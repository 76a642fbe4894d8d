//! crates/fitness_tracker_core/src/domain.rs
//!
//! Defines the core data structures for the application.
//! These structs are independent of any database or HTTP framework; the ones
//! that cross the API boundary derive `Serialize` so they can be handed back
//! as JSON unchanged.

use std::fmt;
use std::str::FromStr;

use chrono::NaiveDate;
use serde::Serialize;

use crate::error::ProgressError;

/// The wire format of every date handled by the system.
pub const DATE_FORMAT: &str = "%Y-%m-%d";

/// Parses a `YYYY-MM-DD` string, reporting the offending input on failure.
pub fn parse_date(date: &str) -> Result<NaiveDate, ProgressError> {
    NaiveDate::parse_from_str(date, DATE_FORMAT).map_err(|source| ProgressError::MalformedDate {
        date: date.to_string(),
        source,
    })
}

/// One logged exercise session. Records are immutable once created.
#[derive(Debug, Clone, PartialEq, Serialize)]
pub struct WorkoutRecord {
    pub user_id: i64,
    pub exercise_id: i64,
    pub repetitions: u32,
    /// Kilograms.
    pub weight: f64,
    /// `YYYY-MM-DD`. Kept as text so that a record survives the store exactly
    /// as it was logged; it is parsed whenever dates are compared.
    pub date: String,
    pub comment: String,
}

impl WorkoutRecord {
    pub fn parsed_date(&self) -> Result<NaiveDate, ProgressError> {
        parse_date(&self.date)
    }
}

// Represents a user - used throughout app
#[derive(Debug, Clone, PartialEq, Eq)]
pub struct User {
    pub user_id: i64,
    pub username: String,
}

// Only used internally for login and password changes - contains sensitive data
#[derive(Debug, Clone)]
pub struct UserCredentials {
    pub user_id: i64,
    pub username: String,
    pub hashed_password: String,
}

/// The numeric field of a [`WorkoutRecord`] that progress is measured by.
#[derive(Debug, Clone, Copy, Default, PartialEq, Eq, Hash)]
pub enum Metric {
    #[default]
    Weight,
    Repetitions,
}

impl Metric {
    pub fn as_str(&self) -> &'static str {
        match self {
            Metric::Weight => "weight",
            Metric::Repetitions => "repetitions",
        }
    }
}

impl FromStr for Metric {
    type Err = ProgressError;

    fn from_str(s: &str) -> Result<Self, Self::Err> {
        match s {
            "weight" => Ok(Metric::Weight),
            "repetitions" => Ok(Metric::Repetitions),
            other => Err(ProgressError::InvalidMetric(other.to_string())),
        }
    }
}

impl fmt::Display for Metric {
    fn fmt(&self, f: &mut fmt::Formatter<'_>) -> fmt::Result {
        f.write_str(self.as_str())
    }
}

/// A summed metric. Repetitions stay integral so they serialize as `30`, not `30.0`.
#[derive(Debug, Clone, Copy, PartialEq, Serialize)]
#[serde(untagged)]
pub enum MetricValue {
    Repetitions(u64),
    Weight(f64),
}

/// Weekly totals as parallel arrays, ready to feed a chart.
#[derive(Debug, Clone, Default, PartialEq, Serialize)]
pub struct WeeklyProgress {
    /// Sunday week-start dates, `YYYY-MM-DD`, ascending and unique.
    pub labels: Vec<String>,
    pub data: Vec<MetricValue>,
}

/// Optional filters forwarded to the exercise catalog.
#[derive(Debug, Clone, Default, PartialEq, Eq)]
pub struct ExerciseFilter {
    pub category: Option<String>,
    pub equipment: Option<String>,
}
//! crates/fitness_tracker_core/src/progress.rs
//!
//! Weekly progress aggregation.
//!
//! Records are bucketed into Sunday-aligned calendar weeks and one metric is
//! summed per bucket. Only weeks containing at least one record appear in the
//! output; gaps in a user's history are not zero-filled.

use std::ops::AddAssign;

use chrono::{Datelike, Days, NaiveDate};

use crate::domain::{Metric, MetricValue, WeeklyProgress, WorkoutRecord, DATE_FORMAT};
use crate::error::{ProgressError, ProgressResult};

/// The Sunday starting the calendar week that contains `date`.
///
/// chrono numbers Monday as 1 and Sunday as 7, so `% 7` gives Sunday an
/// offset of 0 and Monday..Saturday offsets of 1..6. Fails for the handful of
/// days at the start of chrono's calendar whose Sunday is not representable.
pub fn week_start(date: NaiveDate) -> ProgressResult<NaiveDate> {
    let offset = date.weekday().number_from_monday() % 7;
    date.checked_sub_days(Days::new(u64::from(offset)))
        .ok_or_else(|| ProgressError::DateOutOfRange(date.format(DATE_FORMAT).to_string()))
}

/// Sums `metric` per week over `records`.
///
/// The input is never mutated: dates are parsed into a sorted working copy
/// first, so any malformed date fails the call before a single bucket is
/// built. The sort is stable, which keeps same-day records in their logged
/// order.
pub fn aggregate_weekly(records: &[WorkoutRecord], metric: Metric) -> ProgressResult<WeeklyProgress> {
    let mut dated = records
        .iter()
        .map(|record| record.parsed_date().map(|date| (date, record)))
        .collect::<ProgressResult<Vec<_>>>()?;
    dated.sort_by_key(|(date, _)| *date);

    let (labels, data) = match metric {
        Metric::Weight => split(sum_by_week(&dated, |r| r.weight)?, MetricValue::Weight),
        Metric::Repetitions => split(
            sum_by_week(&dated, |r| u64::from(r.repetitions))?,
            MetricValue::Repetitions,
        ),
    };

    Ok(WeeklyProgress { labels, data })
}

/// Like [`aggregate_weekly`], for callers holding the metric as a field name.
/// Unknown names are rejected before any record is examined.
pub fn aggregate_weekly_by_name(
    records: &[WorkoutRecord],
    metric: &str,
) -> ProgressResult<WeeklyProgress> {
    let metric = metric.parse::<Metric>()?;
    aggregate_weekly(records, metric)
}

// `dated` is sorted, so a new week can only ever follow the last bucket.
fn sum_by_week<T, F>(
    dated: &[(NaiveDate, &WorkoutRecord)],
    value: F,
) -> ProgressResult<Vec<(NaiveDate, T)>>
where
    T: AddAssign,
    F: Fn(&WorkoutRecord) -> T,
{
    let mut buckets: Vec<(NaiveDate, T)> = Vec::new();
    for &(date, record) in dated {
        let start = week_start(date)?;
        if let Some((label, total)) = buckets.last_mut() {
            if *label == start {
                *total += value(record);
                continue;
            }
        }
        buckets.push((start, value(record)));
    }
    Ok(buckets)
}

fn split<T>(buckets: Vec<(NaiveDate, T)>, wrap: fn(T) -> MetricValue) -> (Vec<String>, Vec<MetricValue>) {
    buckets
        .into_iter()
        .map(|(start, total)| (start.format(DATE_FORMAT).to_string(), wrap(total)))
        .unzip()
}
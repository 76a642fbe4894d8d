//! services/api/src/web/workouts.rs
//!
//! Workout logging, history, and weekly progress endpoints.

use axum::{extract::State, http::StatusCode, response::IntoResponse, Json};
use fitness_tracker_core::{
    aggregate_weekly, filter_by_date_range, parse_date, week_start, Metric, MetricValue,
    WeeklyProgress, WorkoutRecord,
};
use serde::{Deserialize, Serialize};
use std::sync::Arc;
use tracing::info;
use utoipa::{IntoParams, ToSchema};

use crate::error::ApiError;
use crate::web::extract::{blank_as_none, ApiJson, ApiQuery};
use crate::web::state::AppState;

const SUCCESS: &str = "success";

//=========================================================================================
// API Payload Structs
//=========================================================================================

#[derive(Deserialize, ToSchema)]
pub struct LogWorkoutRequest {
    pub user_id: Option<i64>,
    pub exercise_id: Option<i64>,
    pub repetitions: Option<u32>,
    /// Kilograms; 0 when omitted.
    pub weight: Option<f64>,
    /// `YYYY-MM-DD`.
    pub date: Option<String>,
    pub comment: Option<String>,
}

#[derive(Deserialize, IntoParams)]
#[into_params(parameter_in = Query)]
pub struct ViewWorkoutsQuery {
    #[serde(default, deserialize_with = "blank_as_none")]
    pub user_id: Option<i64>,
    /// Inclusive lower bound, `YYYY-MM-DD`.
    pub start_date: Option<String>,
    /// Inclusive upper bound, `YYYY-MM-DD`.
    pub end_date: Option<String>,
}

#[derive(Deserialize, IntoParams)]
#[into_params(parameter_in = Query)]
pub struct ProgressQuery {
    #[serde(default, deserialize_with = "blank_as_none")]
    pub user_id: Option<i64>,
    /// `weight` (default) or `repetitions`.
    pub metric: Option<String>,
}

/// A logged workout as returned to clients, without its owner.
#[derive(Debug, Serialize, Deserialize, ToSchema)]
pub struct WorkoutView {
    pub exercise_id: i64,
    pub repetitions: u32,
    pub weight: f64,
    pub date: String,
    pub comment: String,
}

impl From<&WorkoutRecord> for WorkoutView {
    fn from(record: &WorkoutRecord) -> Self {
        Self {
            exercise_id: record.exercise_id,
            repetitions: record.repetitions,
            weight: record.weight,
            date: record.date.clone(),
            comment: record.comment.clone(),
        }
    }
}

#[derive(Serialize, ToSchema)]
pub struct LogWorkoutResponse {
    pub status: String,
    pub workout: WorkoutView,
}

#[derive(Serialize, ToSchema)]
pub struct WorkoutsResponse {
    pub status: String,
    pub workouts: Vec<WorkoutView>,
}

/// Parallel arrays of Sunday week-starts and the metric summed over each week.
#[derive(Serialize, ToSchema)]
pub struct ProgressView {
    pub labels: Vec<String>,
    #[schema(value_type = Vec<f64>)]
    pub data: Vec<MetricValue>,
}

impl From<WeeklyProgress> for ProgressView {
    fn from(progress: WeeklyProgress) -> Self {
        Self {
            labels: progress.labels,
            data: progress.data,
        }
    }
}

#[derive(Serialize, ToSchema)]
pub struct ProgressResponse {
    pub status: String,
    pub progress: ProgressView,
}

/// The envelope of every failed workout or catalog request.
#[derive(Serialize, ToSchema)]
pub struct ErrorResponse {
    pub status: String,
    pub message: String,
}

fn required<T>(value: Option<T>, field: &str) -> Result<T, ApiError> {
    value.ok_or_else(|| ApiError::BadRequest(format!("Missing required field: '{}'", field)))
}

fn date_bound(value: Option<&str>, name: &str) -> Result<Option<chrono::NaiveDate>, ApiError> {
    value
        .map(|raw| parse_date(raw).map_err(|e| ApiError::BadRequest(format!("Invalid {}: {}", name, e))))
        .transpose()
}

//=========================================================================================
// Handlers
//=========================================================================================

/// Log one workout entry for a user.
#[utoipa::path(
    post,
    path = "/log-workout",
    request_body = LogWorkoutRequest,
    responses(
        (status = 201, description = "Workout logged", body = LogWorkoutResponse),
        (status = 400, description = "Missing field, invalid value, or malformed body", body = ErrorResponse)
    ),
    tag = "workouts"
)]
pub async fn log_workout_handler(
    State(state): State<Arc<AppState>>,
    ApiJson(req): ApiJson<LogWorkoutRequest>,
) -> Result<impl IntoResponse, ApiError> {
    let record = WorkoutRecord {
        user_id: required(req.user_id, "user_id")?,
        exercise_id: required(req.exercise_id, "exercise_id")?,
        repetitions: required(req.repetitions, "repetitions")?,
        weight: req.weight.unwrap_or(0.0),
        date: required(req.date, "date")?,
        comment: req.comment.unwrap_or_default(),
    };

    if record.weight < 0.0 {
        return Err(ApiError::BadRequest(
            "weight must be non-negative".to_string(),
        ));
    }
    parse_date(&record.date)
        .and_then(week_start)
        .map_err(|e| ApiError::BadRequest(e.to_string()))?;

    let user_id = record.user_id;
    let workout = WorkoutView::from(&record);
    state.workouts.append(user_id, record).await;
    info!("Logged workout for user {}: {:?}", user_id, workout);

    Ok((
        StatusCode::CREATED,
        Json(LogWorkoutResponse {
            status: SUCCESS.to_string(),
            workout,
        }),
    ))
}

/// List a user's workouts, optionally restricted to an inclusive date range.
#[utoipa::path(
    get,
    path = "/view-workouts",
    params(ViewWorkoutsQuery),
    responses(
        (status = 200, description = "Workouts retrieved", body = WorkoutsResponse),
        (status = 400, description = "Missing user_id or malformed date bound", body = ErrorResponse),
        (status = 500, description = "A stored record has a malformed date", body = ErrorResponse)
    ),
    tag = "workouts"
)]
pub async fn view_workouts_handler(
    State(state): State<Arc<AppState>>,
    ApiQuery(query): ApiQuery<ViewWorkoutsQuery>,
) -> Result<Json<WorkoutsResponse>, ApiError> {
    let user_id = query
        .user_id
        .ok_or_else(|| ApiError::BadRequest("Missing user_id".to_string()))?;
    let start = date_bound(query.start_date.as_deref(), "start_date")?;
    let end = date_bound(query.end_date.as_deref(), "end_date")?;

    let records = state.workouts.list(user_id).await;
    let workouts = filter_by_date_range(&records, start, end)?
        .into_iter()
        .map(WorkoutView::from)
        .collect();

    Ok(Json(WorkoutsResponse {
        status: SUCCESS.to_string(),
        workouts,
    }))
}

/// Weekly progress of one metric, for charting.
#[utoipa::path(
    get,
    path = "/progress",
    params(ProgressQuery),
    responses(
        (status = 200, description = "Weekly totals computed", body = ProgressResponse),
        (status = 400, description = "Missing user_id or invalid metric", body = ErrorResponse),
        (status = 500, description = "A stored record has a malformed date", body = ErrorResponse)
    ),
    tag = "workouts"
)]
pub async fn progress_handler(
    State(state): State<Arc<AppState>>,
    ApiQuery(query): ApiQuery<ProgressQuery>,
) -> Result<Json<ProgressResponse>, ApiError> {
    let user_id = query
        .user_id
        .ok_or_else(|| ApiError::BadRequest("Missing user_id".to_string()))?;
    let metric = match query.metric.as_deref() {
        Some(name) => name.parse::<Metric>()?,
        None => Metric::default(),
    };

    let records = state.workouts.list(user_id).await;
    let progress = aggregate_weekly(&records, metric)?;

    Ok(Json(ProgressResponse {
        status: SUCCESS.to_string(),
        progress: progress.into(),
    }))
}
-- -- --
— Your task —
In the entries above, find the line with "f.write_str(self.as_str())" and the line with "appear in the", then set down exactly those two and every line between them, nothing else.

— Task response —
        f.write_str(self.as_str())
    }
}

/// A summed metric. Repetitions stay integral so they serialize as `30`, not `30.0`.
#[derive(Debug, Clone, Copy, PartialEq, Serialize)]
#[serde(untagged)]
pub enum MetricValue {
    Repetitions(u64),
    Weight(f64),
}

/// Weekly totals as parallel arrays, ready to feed a chart.
#[derive(Debug, Clone, Default, PartialEq, Serialize)]
pub struct WeeklyProgress {
    /// Sunday week-start dates, `YYYY-MM-DD`, ascending and unique.
    pub labels: Vec<String>,
    pub data: Vec<MetricValue>,
}

/// Optional filters forwarded to the exercise catalog.
#[derive(Debug, Clone, Default, PartialEq, Eq)]
pub struct ExerciseFilter {
    pub category: Option<String>,
    pub equipment: Option<String>,
}
//! crates/fitness_tracker_core/src/progress.rs
//!
//! Weekly progress aggregation.
//!
//! Records are bucketed into Sunday-aligned calendar weeks and one metric is
//! summed per bucket. Only weeks containing at least one record appear in the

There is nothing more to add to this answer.